[Collected data entries]
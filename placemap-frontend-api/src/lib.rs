use gloo_net::http::{Request, Response};
use thiserror::Error;
use web_sys::RequestCache;

use placemap_boundary::Place;

type Result<T> = std::result::Result<T, Error>;

#[derive(Debug, Clone, Error, PartialEq)]
pub enum Error {
    #[error("{0}")]
    Fetch(String),

    #[error("HTTP {status} {text}")]
    Status { status: u16, text: String },

    #[error("Malformed places: {0}")]
    Parse(String),
}

impl From<gloo_net::Error> for Error {
    fn from(err: gloo_net::Error) -> Self {
        Self::Fetch(format!("{err}"))
    }
}

impl From<serde_json::Error> for Error {
    fn from(err: serde_json::Error) -> Self {
        Self::Parse(format!("{err}"))
    }
}

/// Source of the static `places.json` document.
#[derive(Debug, Clone)]
pub struct PlacesApi {
    url: String,
}

impl PlacesApi {
    #[must_use]
    pub const fn new(url: String) -> Self {
        Self { url }
    }

    #[must_use]
    pub fn url(&self) -> &str {
        &self.url
    }

    /// Fetch all places, bypassing the HTTP cache.
    pub async fn places(&self) -> Result<Vec<Place>> {
        log::debug!("Fetch places from {}", self.url);
        let response = Request::get(&self.url)
            .cache(RequestCache::NoStore)
            .send()
            .await?;
        let text = into_text(response).await?;
        parse_places(&text)
    }
}

async fn into_text(response: Response) -> Result<String> {
    // ensure we've got 2xx status
    if !response.ok() {
        return Err(Error::Status {
            status: response.status(),
            text: response.status_text(),
        });
    }
    Ok(response.text().await?)
}

/// Parse the array of places.
pub fn parse_places(json: &str) -> Result<Vec<Place>> {
    Ok(serde_json::from_str(json)?)
}

#[cfg(test)]
mod tests {
    use super::*;

    #[test]
    fn parse_ordered_array() {
        let places = parse_places(
            r#"[
              {"id":"a","name":"Bistro","category":"eat","rating":4.5,"lat":47.5,"lng":19.04},
              {"id":"b","name":"Bar X","category":"drink","rating":"n/a"}
            ]"#,
        )
        .unwrap();
        assert_eq!(places.len(), 2);
        assert_eq!(places[0].id, "a");
        assert_eq!(places[0].rating, Some(4.5));
        assert_eq!(places[1].id, "b");
        assert_eq!(places[1].rating, None);
    }

    #[test]
    fn parse_empty_array() {
        assert!(parse_places("[]").unwrap().is_empty());
    }

    #[test]
    fn reject_malformed_json() {
        assert!(matches!(parse_places("{"), Err(Error::Parse(_))));
        assert!(matches!(
            parse_places(r#"{"id":"a"}"#),
            Err(Error::Parse(_))
        ));
    }

    #[test]
    fn describe_status_error() {
        let err = Error::Status {
            status: 404,
            text: "Not Found".into(),
        };
        assert_eq!(err.to_string(), "HTTP 404 Not Found");
    }
}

Work to complete:
Where in the entries does the word "Clone" occur? Copy out each line that has it.

Reply:
#[derive(Debug, Clone, Error, PartialEq)]
#[derive(Debug, Clone)]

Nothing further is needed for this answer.